Do you consider your books an extension of yourself, or are your characters creations, like your children?
I know the people in my book as well as I know my kids.
Wow.
That’s not true of all the minor characters, but it’s true with the main characters of all of them. I’ve lived with them for years. Takes me four, five, six, seven, sometimes nine years to write a book. And when I think about them, it’s the same way I think about my kids, my wife, you, everybody else in the world. They’re not on a different plane.
You made this Faustian bargain with yourself to lay to rest your profession in order to be a father because, like you said, sometimes writing supersedes professional boundaries. It’s more of an obsession than a profession.
Well said.
Did you have to train after taking 20 years off? When did Angie pipe up?
No, I didn’t train, exactly. I just jumped off the diving board into the water, kind of hoping for the best. Angie had been with me for 20 years. Long time. I’d written about her way, way back. And she just stayed with me. I stopped writing about her because I didn’t have a story for her.
The world delivered a story in 2015–16, somewhere in there, with the politics of this country and gun shootings and the conspiracy theory stuff. My response to all that was, There’s Angie, who can take me through this with some laughter and some lightheartedness, so I could write about it with some humor. Without laughter or entertainment, it would have been like writing a screed, and I didn’t want to write a screed. I wanted to write a novel. So, the two happily conjoined.
Is she your first fully three-dimensional protagonist who’s a female?
I’m thinking. I think the answer’s yes. The word protagonist for sure.
The hero.
Yeah. I mean, I’ve had other big characters.
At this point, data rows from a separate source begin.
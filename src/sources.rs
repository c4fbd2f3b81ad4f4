//! Source document loading.
//!
//! A source document is a JSON object carrying provider metadata under
//! `source` and a list of item payloads under `items`. Loading only checks
//! that structure; field coercion and defaults are applied by
//! [`crate::merge`].

use anyhow::Result as AnyResult;
use globset::{Glob, GlobSet, GlobSetBuilder};
use serde_json::Value;
use std::path::{Path, PathBuf};
use walkdir::WalkDir;

use crate::config::ImportConfig;
use crate::error::{CatalogError, Result};

/// A parsed source file: provider metadata plus the raw item payloads.
#[derive(Debug, Clone)]
pub struct SourceDocument {
    pub path: PathBuf,
    /// The `source` object, or `null` when the file has none.
    pub source: Value,
    pub items: Vec<Value>,
}

impl SourceDocument {
    pub fn items(&self) -> &[Value] {
        &self.items
    }

    fn source_field(&self, field: &str) -> Option<&str> {
        self.source.get(field).and_then(Value::as_str)
    }
}

pub fn load_source(path: &Path) -> Result<SourceDocument> {
    let load_err = |reason: &str| CatalogError::SourceLoad {
        path: path.to_path_buf(),
        reason: reason.to_string(),
    };

    let content = std::fs::read_to_string(path)
        .map_err(|e| load_err(&format!("unable to read: {}", e)))?;
    let payload: Value =
        serde_json::from_str(&content).map_err(|e| load_err(&format!("invalid JSON: {}", e)))?;

    let Value::Object(mut obj) = payload else {
        return Err(load_err("top level is not an object"));
    };
    let items = match obj.remove("items") {
        Some(Value::Array(items)) => items,
        Some(_) => return Err(load_err("items is not an array")),
        None => return Err(load_err("missing items")),
    };

    Ok(SourceDocument {
        path: path.to_path_buf(),
        source: obj.remove("source").unwrap_or(Value::Null),
        items,
    })
}

/// Load every path in order. The first failure aborts the batch.
pub fn load_sources(paths: &[PathBuf]) -> Result<Vec<SourceDocument>> {
    paths.iter().map(|p| load_source(p)).collect()
}

/// Expand directories into the matching source files beneath them.
///
/// Plain file paths pass through untouched; directory contents are sorted
/// by relative path so merge order is reproducible.
pub fn resolve_source_paths(paths: &[PathBuf], import: &ImportConfig) -> Result<Vec<PathBuf>> {
    let mut resolved = Vec::new();
    for path in paths {
        if path.is_dir() {
            let files = scan_directory(path, import)?;
            if files.is_empty() {
                return Err(CatalogError::SourceLoad {
                    path: path.clone(),
                    reason: "directory contains no matching source files".to_string(),
                });
            }
            resolved.extend(files);
        } else {
            resolved.push(path.clone());
        }
    }
    Ok(resolved)
}

fn scan_directory(root: &Path, import: &ImportConfig) -> Result<Vec<PathBuf>> {
    let dir_err = |reason: String| CatalogError::SourceLoad {
        path: root.to_path_buf(),
        reason,
    };

    let include_set = build_globset(&import.include_globs).map_err(|e| dir_err(e.to_string()))?;
    let exclude_set = build_globset(&import.exclude_globs).map_err(|e| dir_err(e.to_string()))?;

    let mut files: Vec<(String, PathBuf)> = Vec::new();
    for entry in WalkDir::new(root) {
        let entry = entry.map_err(|e| dir_err(e.to_string()))?;
        if !entry.file_type().is_file() {
            continue;
        }

        let path = entry.path();
        let relative = path.strip_prefix(root).unwrap_or(path);
        let rel_str = relative.to_string_lossy().to_string();

        if exclude_set.is_match(&rel_str) || !include_set.is_match(&rel_str) {
            continue;
        }
        files.push((rel_str, path.to_path_buf()));
    }

    files.sort_by(|a, b| a.0.cmp(&b.0));
    Ok(files.into_iter().map(|(_, p)| p).collect())
}

fn build_globset(patterns: &[String]) -> AnyResult<GlobSet> {
    let mut builder = GlobSetBuilder::new();
    for pattern in patterns {
        builder.add(Glob::new(pattern)?);
    }
    Ok(builder.build()?)
}

/// `catalog sources`: load each source and print a summary table.
pub fn list_sources(paths: &[PathBuf], import: &ImportConfig) -> Result<()> {
    let resolved = resolve_source_paths(paths, import)?;
    let docs = load_sources(&resolved)?;

    println!(
        "{:<20} {:<24} {:<10} {:>6}  PATH",
        "SOURCE", "DATASET", "VERSION", "ITEMS"
    );
    for doc in &docs {
        println!(
            "{:<20} {:<24} {:<10} {:>6}  {}",
            doc.source_field("name").unwrap_or("-"),
            doc.source_field("dataset").unwrap_or("-"),
            doc.source_field("version").unwrap_or("-"),
            doc.items().len(),
            doc.path.display()
        );
    }

    Ok(())
}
In Going After Cacciato, Sarkin Aung Wan was a big character. She was a dream. She was a fantasy in the head of Paul Berlin and not flesh-and-blood real in the way that Angie became. As I said, the most fun I’ve ever had as a writer was really writing Angie’s scenes.
I mean, you’re obviously in love with her.
I am. In the novelistic way—as I said, I wouldn’t want to be around her for 10 minutes. She’d drive me nuts. I don’t want to be her fifth fiancé.
Has she receded from your subconscious?
No, she’s still there. She’ll always be there.
This interview has been edited for length and clarity.